Input records:
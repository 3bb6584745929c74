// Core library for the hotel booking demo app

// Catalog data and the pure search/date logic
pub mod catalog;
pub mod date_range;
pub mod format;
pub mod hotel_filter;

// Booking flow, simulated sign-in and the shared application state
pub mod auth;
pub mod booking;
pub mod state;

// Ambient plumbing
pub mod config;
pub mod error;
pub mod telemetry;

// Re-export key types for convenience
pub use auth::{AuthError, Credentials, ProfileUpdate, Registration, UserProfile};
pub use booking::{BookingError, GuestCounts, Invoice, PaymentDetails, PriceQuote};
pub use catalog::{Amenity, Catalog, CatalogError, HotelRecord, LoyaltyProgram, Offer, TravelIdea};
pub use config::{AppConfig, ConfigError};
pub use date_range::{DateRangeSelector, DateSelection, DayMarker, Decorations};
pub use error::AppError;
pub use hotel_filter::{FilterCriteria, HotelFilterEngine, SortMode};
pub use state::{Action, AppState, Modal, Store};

What the task requires: From the first line to the last, copy the records without alteration.

Exercise solution:
repository 3bb6584745929c74
// Core library for the hotel booking demo app

// Catalog data and the pure search/date logic
pub mod catalog;
pub mod date_range;
pub mod format;
pub mod hotel_filter;

// Booking flow, simulated sign-in and the shared application state
pub mod auth;
pub mod booking;
pub mod state;

// Ambient plumbing
pub mod config;
pub mod error;
pub mod telemetry;

// Re-export key types for convenience
pub use auth::{AuthError, Credentials, ProfileUpdate, Registration, UserProfile};
pub use booking::{BookingError, GuestCounts, Invoice, PaymentDetails, PriceQuote};
pub use catalog::{Amenity, Catalog, CatalogError, HotelRecord, LoyaltyProgram, Offer, TravelIdea};
pub use config::{AppConfig, ConfigError};
pub use date_range::{DateRangeSelector, DateSelection, DayMarker, Decorations};
pub use error::AppError;
pub use hotel_filter::{FilterCriteria, HotelFilterEngine, SortMode};
pub use state::{Action, AppState, Modal, Store};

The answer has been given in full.